# Crystal size on a Vostok 'precision'



## ziggy1024 (Dec 18, 2017)

Anyone have any idea what size the crystal will be on this? It's about 30.6mm, but would be good to confirm if anyone knows!










Cheers


----------



## Lampoc (Oct 31, 2010)

Hi Ziggy. You'd have to remove it and measure with some vernier calipers to get a decent measurement. What exactly is the problem with the crystal?


----------



## ziggy1024 (Dec 18, 2017)

Thanks but that's not as easy as you might expect! The problem is that the original one went missing - having measured the I/D of the case I ordered a 30.8, but it was slightly too big and despite (probably because of) 'adjusting' it slightly, I managed to crack the edge upon refitting. It'll either be a 306 or a 304 I guess, but just thought I'd see if anyone knew for sure!


----------



## Ullevi (Feb 7, 2017)

I can't help with your question but I really like that watch.

In fact Vostok produce limited runs of modern versions of this called "Vostok Classica ". They seem to disappear from the Meranom website pretty quickly though, so can be hard to catch.

Anyway, enjoy wearing that lovely watch.


----------



## ziggy1024 (Dec 18, 2017)

Ullevi said:


> I can't help with your question but I really like that watch.
> 
> In fact Vostok produce limited runs of modern versions of this called "Vostok Classica ". They seem to disappear from the Meranom website pretty quickly though, so can be hard to catch.
> 
> Anyway, enjoy wearing that lovely watch.


 Thank you - I currently am doing so!

Contemplating re-fitting the second hand when I next have it on the bench, but I quite like the 'minimal' look too.

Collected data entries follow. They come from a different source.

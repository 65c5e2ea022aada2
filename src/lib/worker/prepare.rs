use std::collections::HashSet;

use tracing::{debug, info};

use crate::lib::tasks::store::TaskStore;
use crate::lib::tasks::types::{Article, Task, TaskResult};

pub const CONTENT_PLACEHOLDER: &str = "{{content_source}}";

/// Fills the prompt template with the article title and body.
pub fn render_prompt(template: &str, task: &Task) -> String {
    let md = task.article.as_ref().map(|a| a.md.as_str()).unwrap_or("");
    let content = format!("{}\n{}", task.title, md);
    template.replace(CONTENT_PLACEHOLDER, &content)
}

/// Writes metadata for every index entry that has none yet and returns the
/// uuids to enqueue, in index order and without repeats. Existing metadata
/// is left alone so a rerun keeps each task's status.
pub async fn prepare_batch(
    store: &TaskStore,
    index: Vec<Task>,
    template: &str,
) -> TaskResult<Vec<uuid::Uuid>> {
    let layout = store.layout();
    tokio::fs::create_dir_all(layout.articles_dir()).await?;
    tokio::fs::create_dir_all(layout.workspace_base()).await?;
    tokio::fs::create_dir_all(layout.log_base()).await?;

    let mut seen = HashSet::new();
    let mut queue = Vec::with_capacity(index.len());
    let mut written = 0usize;

    for mut task in index {
        if !seen.insert(task.uuid) {
            continue;
        }
        if store.exists(&task.uuid).await {
            debug!(uuid = %task.uuid, "metadata exists, keeping it");
        } else {
            let prompt = render_prompt(template, &task);
            task.article.get_or_insert_with(Article::default).prompt = Some(prompt);
            store.save(&task).await?;
            written += 1;
        }
        queue.push(task.uuid);
    }

    info!(queued = queue.len(), written, "prepared batch");
    Ok(queue)
}
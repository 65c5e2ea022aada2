use std::path::PathBuf;
use std::sync::Arc;
use std::sync::atomic::{AtomicU64, Ordering};

use async_trait::async_trait;
use thiserror::Error;

use crate::lib::docker::types::DockerError;
use crate::lib::tasks::store::TaskStore;
use crate::lib::tasks::types::{Cost, TaskError};

/// One invocation of the generation engine for one task.
#[derive(Debug, Clone)]
pub struct GenerationRequest {
    pub uuid: uuid::Uuid,
    pub title: String,
    pub prompt: String,
    pub workspace_dir: PathBuf,
    pub log_dir: PathBuf,
    pub session_id: String,
}

#[derive(Debug, Clone, PartialEq)]
pub struct GenerationOutcome {
    pub usage: Cost,
    /// Final agent state as reported by the engine.
    pub agent_state: String,
    pub finished: bool,
}

/// The external code-generation engine.
#[async_trait]
pub trait GenerationEngine: Send + Sync {
    async fn generate(&self, request: &GenerationRequest) -> WorkerResult<GenerationOutcome>;

    /// Tears down the runtime resources of an execution session. Called once
    /// per session whatever the outcome of `generate`.
    async fn cleanup_session(&self, session_id: &str) -> WorkerResult<()>;
}

#[derive(Clone)]
pub struct Worker {
    pub name: String,
    pub store: TaskStore,
    pub engine: Arc<dyn GenerationEngine>,
}

#[derive(Debug, Clone, PartialEq, Eq)]
pub enum TaskOutcome {
    Skipped,
    Done,
    Failed(String),
}

#[derive(Debug, Clone)]
pub struct WorkerReport {
    pub worker: String,
    pub uuid: uuid::Uuid,
    pub outcome: TaskOutcome,
}

/// Progress counters shared by all workers.
#[derive(Debug, Default)]
pub struct PoolCounters {
    pub queued: AtomicU64,
    pub done: AtomicU64,
    pub failed: AtomicU64,
    pub skipped: AtomicU64,
}

impl PoolCounters {
    pub fn count(&self, outcome: &TaskOutcome) {
        let counter = match outcome {
            TaskOutcome::Skipped => &self.skipped,
            TaskOutcome::Done => &self.done,
            TaskOutcome::Failed(_) => &self.failed,
        };
        counter.fetch_add(1, Ordering::Relaxed);
    }

    pub fn snapshot(&self) -> PoolSummary {
        PoolSummary {
            queued: self.queued.load(Ordering::Relaxed),
            done: self.done.load(Ordering::Relaxed),
            failed: self.failed.load(Ordering::Relaxed),
            skipped: self.skipped.load(Ordering::Relaxed),
        }
    }
}

#[derive(Debug, Clone, Copy, Default, PartialEq, Eq)]
pub struct PoolSummary {
    pub queued: u64,
    pub done: u64,
    pub failed: u64,
    pub skipped: u64,
}

impl PoolSummary {
    pub fn finished(&self) -> u64 {
        self.done + self.failed + self.skipped
    }
}

#[derive(Debug, Clone)]
pub struct SystemStats {
    pub cpu_usage: f32,
    pub total_memory: u64,
    pub used_memory: u64,
    pub total_swap: u64,
    pub used_swap: u64,
    pub system_name: String,
    pub hostname: String,
    pub total_cpus: u64,
    pub disk_usage: f32,
    pub pool: PoolSummary,
}

#[derive(Error, Debug)]
pub enum WorkerError {
    #[error("task {0} has no prompt")]
    MissingPrompt(uuid::Uuid),

    #[error("generation engine error: {0}")]
    Engine(String),

    #[error("task metadata error: {0}")]
    Task(#[from] TaskError),

    #[error("Docker client error: {0}")]
    Docker(#[from] DockerError),

    #[error("I/O error: {0}")]
    Io(#[from] std::io::Error),
}

pub type WorkerResult<T> = Result<T, WorkerError>;
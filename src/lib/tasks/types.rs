use std::path::PathBuf;

use serde::{Deserialize, Serialize};
use serde_json::{Map, Value};
use thiserror::Error;

#[derive(Debug, Clone, Copy, Default, PartialEq, Eq, Hash, Serialize, Deserialize)]
#[serde(rename_all = "lowercase")]
pub enum State {
    #[default]
    Init,
    Running,
    Done,
    Failed,
}

impl State {
    pub fn as_str(&self) -> &'static str {
        match self {
            State::Init => "init",
            State::Running => "running",
            State::Done => "done",
            State::Failed => "failed",
        }
    }
}

impl std::fmt::Display for State {
    fn fmt(&self, f: &mut std::fmt::Formatter<'_>) -> std::fmt::Result {
        f.write_str(self.as_str())
    }
}

/// Usage reported by the generation engine for one task.
#[derive(Debug, Clone, Default, PartialEq, Serialize, Deserialize)]
pub struct Cost {
    #[serde(default)]
    pub cost: f64,
    #[serde(default)]
    pub input_tokens: u64,
    #[serde(default)]
    pub output_tokens: u64,
}

#[derive(Debug, Clone, Default, Serialize, Deserialize)]
pub struct Article {
    #[serde(default)]
    pub md: String,
    #[serde(default, skip_serializing_if = "Option::is_none")]
    pub prompt: Option<String>,
    #[serde(flatten)]
    pub extra: Map<String, Value>,
}

/// Per-task metadata as stored in `articles/<uuid>.json`.
///
/// Fields this crate does not know about are kept in `extra` so that a
/// read-modify-write cycle never drops them.
#[derive(Debug, Clone, Serialize, Deserialize)]
pub struct Task {
    pub uuid: uuid::Uuid,
    #[serde(default)]
    pub url: String,
    #[serde(default)]
    pub title: String,
    #[serde(default)]
    pub executable: bool,
    #[serde(default)]
    pub complexity: f64,
    #[serde(default)]
    pub confidence: f64,
    #[serde(default)]
    pub cost: Cost,
    #[serde(default)]
    pub status: State,
    #[serde(default, skip_serializing_if = "Option::is_none")]
    pub article: Option<Article>,
    #[serde(flatten)]
    pub extra: Map<String, Value>,
}

impl Task {
    pub fn new(uuid: uuid::Uuid, title: &str) -> Self {
        Task {
            uuid,
            url: String::new(),
            title: title.to_string(),
            executable: false,
            complexity: 0.0,
            confidence: 0.0,
            cost: Cost::default(),
            status: State::Init,
            article: None,
            extra: Map::new(),
        }
    }

    pub fn prompt(&self) -> Option<&str> {
        self.article.as_ref()?.prompt.as_deref()
    }

    /// Moves the task to `dst`, refusing transitions the status machine forbids.
    pub fn transition(&mut self, dst: State) -> TaskResult<()> {
        if !super::state::valid_state_transition(&self.status, &dst) {
            return Err(TaskError::InvalidStateTransition {
                uuid: self.uuid,
                from: self.status,
                to: dst,
            });
        }
        self.status = dst;
        Ok(())
    }
}

/// Deterministic names for everything a task owns in the container engine.
#[derive(Debug, Clone, PartialEq, Eq)]
pub struct Naming {
    pub namespace: String,
}

impl Naming {
    pub fn new(namespace: &str) -> Self {
        Naming {
            namespace: sanitize_namespace(namespace),
        }
    }

    /// Derives the namespace from the final component of a base directory.
    pub fn from_base_dir(base_dir: &std::path::Path) -> Self {
        let name = base_dir
            .canonicalize()
            .ok()
            .and_then(|p| p.file_name().map(|n| n.to_string_lossy().into_owned()))
            .or_else(|| base_dir.file_name().map(|n| n.to_string_lossy().into_owned()))
            .unwrap_or_default();
        Naming::new(&name)
    }

    pub fn container_name(&self, uuid: &uuid::Uuid) -> String {
        format!("{}-{}", self.namespace, uuid)
    }

    pub fn image_tag(&self, uuid: &uuid::Uuid) -> String {
        format!("{}:{}", uuid, self.namespace)
    }
}

fn sanitize_namespace(raw: &str) -> String {
    let cleaned: String = raw
        .to_lowercase()
        .chars()
        .map(|c| match c {
            'a'..='z' | '0'..='9' | '_' | '.' | '-' => c,
            _ => '-',
        })
        .collect();
    // tags may not start with '.' or '-'
    let trimmed = cleaned.trim_start_matches(['.', '-']);
    if trimmed.is_empty() {
        "default".to_string()
    } else {
        trimmed.chars().take(120).collect()
    }
}

/// Directory layout under a batch base directory.
#[derive(Debug, Clone)]
pub struct Layout {
    pub base_dir: PathBuf,
}

impl Layout {
    pub fn new(base_dir: impl Into<PathBuf>) -> Self {
        Layout {
            base_dir: base_dir.into(),
        }
    }

    pub fn articles_dir(&self) -> PathBuf {
        self.base_dir.join("articles")
    }

    pub fn workspace_base(&self) -> PathBuf {
        self.base_dir.join("workspace")
    }

    pub fn log_base(&self) -> PathBuf {
        self.base_dir.join("logs")
    }

    pub fn article_path(&self, uuid: &uuid::Uuid) -> PathBuf {
        self.articles_dir().join(format!("{}.json", uuid))
    }

    pub fn workspace_dir(&self, uuid: &uuid::Uuid) -> PathBuf {
        self.workspace_base().join(uuid.to_string())
    }

    pub fn log_dir(&self, uuid: &uuid::Uuid) -> PathBuf {
        self.log_base().join(uuid.to_string())
    }

    pub fn report_path(&self) -> PathBuf {
        self.base_dir.join("c2a.csv")
    }
}

#[derive(Error, Debug)]
pub enum TaskError {
    #[error("invalid state transition for {uuid}: {from} -> {to}")]
    InvalidStateTransition {
        uuid: uuid::Uuid,
        from: State,
        to: State,
    },

    #[error("task metadata not found: {0}")]
    NotFound(PathBuf),

    #[error("malformed task metadata in {path}: {source}")]
    Malformed {
        path: PathBuf,
        #[source]
        source: serde_json::Error,
    },

    #[error("I/O error: {0}")]
    Io(#[from] std::io::Error),

    #[error("JSON error: {0}")]
    Json(#[from] serde_json::Error),
}

pub type TaskResult<T> = Result<T, TaskError>;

Good to know that it's nice on the inside as well...


----------



## Lampoc (Oct 31, 2010)

Juts FYI, Vostok have just released a new homage which is pretty similar to yours:


----------



## WRENCH (Jun 20, 2016)

Ullevi said:


> In fact Vostok produce limited runs of modern versions of this called "Vostok Classica ".





Lampoc said:


> Juts FYI, Vostok have just released a new homage which is pretty similar to yours:


 :taz: Just what I needed. :laughing2dw:

Mind you.


----------



## ziggy1024 (Dec 18, 2017)

Lampoc said:


> Juts FYI, Vostok have just released a new homage which is pretty similar to yours:


 They look nice! Bit big, but I'm sure that'll suit some people just fine.

No 2809 movement though, which was probably the main reason I got mine in the first place...


----------